程雋慢吞吞地說:“孫禹給我的,說是驅妖邪。”
阮啾啾大驚失色,後背頓時一涼,毛骨悚然地問:“為什麼要驅妖邪?難道——難道這房間——”
兩人麵麵相覷。
她眨巴眨巴眼睛,臉色瞬間凝固。她抬起手,顫顫巍巍地指著自己,一臉的不敢置信:“這個香包,是用來驅我的?”
怪不得程雋不讓她碰香包,原來是怕她這個妖邪被香包驅得魂飛魄散。
阮啾啾咬牙切齒。
“孫禹這個混蛋,簡直是卸磨殺驢……我呸!他才是驢!大蠢驢!”
程雋望著她氣得滿臉通紅的模樣,心裏卻想,下次孫禹肯定搶不到早飯了。
阮啾啾:“你為什麼在笑。”
程雋:“沒有。”
阮啾啾:“……”
她忽然握住程雋的手,兩人的手心中間夾著香包,程雋的手一抖,下意識想縮回手,被她緊握住。
阮啾啾說:“你看我,有變化嗎?我又不是妖怪。”
兩人懷疑她的確情有可原。一覺睡起來,不僅不邋遢,還做得一手好飯。

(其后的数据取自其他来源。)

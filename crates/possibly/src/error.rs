//! Error type for the few operations that can fail loudly.

use thiserror::Error;

#[derive(Debug, Error)]
pub enum Error {
    /// `get_or_fail` on an absent value.
    #[error("No such element")]
    EmptyValue,
    #[error("key not found: {key}")]
    KeyNotFound { key: String },
    #[error("index {index} out of range for length {len}")]
    IndexOutOfRange { index: usize, len: usize },
    /// Indexed write or delete against a value that holds no entries.
    #[error("{kind} value does not support item assignment")]
    NotAContainer { kind: &'static str },
    #[error("{kind} value cannot be indexed with this key type")]
    InvalidKey { kind: &'static str },
    #[error("no attribute named `{name}`")]
    UnknownAttribute { name: String },
    #[error("{kind} value has no length")]
    Unsized { kind: &'static str },
    #[cfg(feature = "json")]
    #[error("attribute conversion failed: {0}")]
    Conversion(#[from] serde_json::Error),
}

impl Error {
    /// Whether this error only reports that something was not there.
    pub fn is_miss(&self) -> bool {
        matches!(
            self,
            Error::EmptyValue
                | Error::KeyNotFound { .. }
                | Error::IndexOutOfRange { .. }
                | Error::UnknownAttribute { .. }
        )
    }
}

pub type Result<T> = core::result::Result<T, Error>;
//! `serde_json::Value` as the dynamic host value.
//!
//! JSON documents are the natural target for read-chains: nested objects and
//! arrays where any level may be missing, `null`, or empty.

use serde_json::{map, Value};

use crate::error::{Error, Result};
use crate::length::Length;
use crate::lookup::{Entries, Lookup};
use crate::maybe::Maybe;
use crate::truthy::Truthy;

/// Name of a value's JSON type, for error messages.
pub fn kind_of(v: &Value) -> &'static str {
    match v {
        Value::Null => "null",
        Value::Bool(_) => "bool",
        Value::Number(_) => "number",
        Value::String(_) => "string",
        Value::Array(_) => "array",
        Value::Object(_) => "object",
    }
}

impl Truthy for Value {
    fn is_truthy(&self) -> bool {
        match self {
            Value::Null => false,
            Value::Bool(b) => *b,
            Value::Number(n) => n.as_f64().map_or(true, |x| x != 0.0),
            Value::String(s) => !s.is_empty(),
            Value::Array(a) => !a.is_empty(),
            Value::Object(o) => !o.is_empty(),
        }
    }
}

impl Length for Value {
    fn length(&self) -> Option<usize> {
        match self {
            Value::String(s) => s.as_str().length(),
            Value::Array(a) => Some(a.len()),
            Value::Object(o) => Some(o.len()),
            _ => None,
        }
    }

    fn kind(&self) -> &'static str { kind_of(self) }
}

impl<'a, 'q> Lookup<&'q str> for &'a Value {
    type Output = &'a Value;

    fn lookup(self, key: &'q str) -> Option<&'a Value> {
        match self {
            Value::Object(o) => o.get(key),
            _ => None,
        }
    }
}

impl<'a, 'q> Lookup<&'q String> for &'a Value {
    type Output = &'a Value;

    fn lookup(self, key: &'q String) -> Option<&'a Value> { self.lookup(key.as_str()) }
}

impl<'a> Lookup<usize> for &'a Value {
    type Output = &'a Value;

    fn lookup(self, index: usize) -> Option<&'a Value> {
        match self {
            Value::Array(a) => a.get(index),
            _ => None,
        }
    }
}

impl<'q> Entries<&'q str> for Value {
    type Item = Value;

    fn put(&mut self, key: &'q str, value: Value) -> Result<()> {
        match self {
            Value::Object(o) => {
                o.insert(key.to_owned(), value);
                Ok(())
            }
            Value::Array(_) => Err(Error::InvalidKey { kind: "array" }),
            other => Err(Error::NotAContainer { kind: kind_of(other) }),
        }
    }

    fn delete(&mut self, key: &'q str) -> Result<()> {
        match self {
            Value::Object(o) => match o.remove(key) {
                Some(_) => Ok(()),
                None => Err(Error::KeyNotFound { key: key.to_owned() }),
            },
            Value::Array(_) => Err(Error::InvalidKey { kind: "array" }),
            other => Err(Error::NotAContainer { kind: kind_of(other) }),
        }
    }
}

impl Entries<usize> for Value {
    type Item = Value;

    fn put(&mut self, index: usize, value: Value) -> Result<()> {
        match self {
            Value::Array(a) => a.put(index, value),
            Value::Object(_) => Err(Error::InvalidKey { kind: "object" }),
            other => Err(Error::NotAContainer { kind: kind_of(other) }),
        }
    }

    fn delete(&mut self, index: usize) -> Result<()> {
        match self {
            Value::Array(a) => a.delete(index),
            Value::Object(_) => Err(Error::InvalidKey { kind: "object" }),
            other => Err(Error::NotAContainer { kind: kind_of(other) }),
        }
    }
}

/// Iterator over the items of a dynamic value.
///
/// Arrays yield their elements, objects their values, and anything else is
/// yielded once.
pub enum Items<'a> {
    Array(core::slice::Iter<'a, Value>),
    Object(map::Values<'a>),
    Once(core::option::IntoIter<&'a Value>),
}

impl<'a> Items<'a> {
    fn new(v: Option<&'a Value>) -> Self {
        match v {
            Some(Value::Array(a)) => Items::Array(a.iter()),
            Some(Value::Object(o)) => Items::Object(o.values()),
            other => Items::Once(other.into_iter()),
        }
    }
}

impl<'a> Iterator for Items<'a> {
    type Item = &'a Value;

    fn next(&mut self) -> Option<&'a Value> {
        match self {
            Items::Array(it) => it.next(),
            Items::Object(it) => it.next(),
            Items::Once(it) => it.next(),
        }
    }

    fn size_hint(&self) -> (usize, Option<usize>) {
        match self {
            Items::Array(it) => it.size_hint(),
            Items::Object(it) => it.size_hint(),
            Items::Once(it) => it.size_hint(),
        }
    }
}

impl Maybe<Value> {
    pub fn items(&self) -> Items<'_> { Items::new(self.as_ref().into_option()) }
}

impl<'a> Maybe<&'a Value> {
    pub fn items(self) -> Items<'a> { Items::new(self.into_option()) }
}
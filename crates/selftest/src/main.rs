//! Runs the documented `possibly` examples and reports any that misbehave.

mod scenarios;

use anyhow::{anyhow, Result};
use tracing_subscriber::{layer::SubscriberExt, util::SubscriberInitExt};

fn main() -> Result<()> {
    tracing_subscriber::registry()
        .with(tracing_subscriber::EnvFilter::try_from_default_env().unwrap_or_else(|_| "info".into()))
        .with(tracing_subscriber::fmt::layer().without_time())
        .init();

    let mut failed = 0usize;
    for (name, run) in scenarios::ALL {
        match run() {
            Ok(()) => tracing::info!(scenario = name, "ok"),
            Err(err) => {
                failed += 1;
                tracing::error!(scenario = name, error = %err, "failed");
            }
        }
    }

    if failed > 0 {
        return Err(anyhow!("{} of {} scenarios failed", failed, scenarios::ALL.len()));
    }
    tracing::info!(count = scenarios::ALL.len(), "all scenarios passed");
    Ok(())
}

阮啾啾以為是程雋遲鈍,壓根沒想太多,現在看來,他應該早就知道她的不對勁了,並且在默默觀察著。
阮啾啾問:“你什麼時候發現的?”
程雋語氣溫吞:“拿離婚協議書回來的時候。”
阮啾啾自以為偽裝還算成功,心裏暗地美滋滋,原來程雋一直就沒把她當做原來的妻子,而是一抹不知從哪裏來的遊魂。
這個反應,可以說是相當淡定了。
兩人解除誤會,所謂的高價香包被程雋扔到垃圾桶。孫禹沒聽到後續,但確定嫂子應該不是妖怪,然而再次想蹭吃蹭喝的時候,被夫妻倆一起攔在門外不讓進來。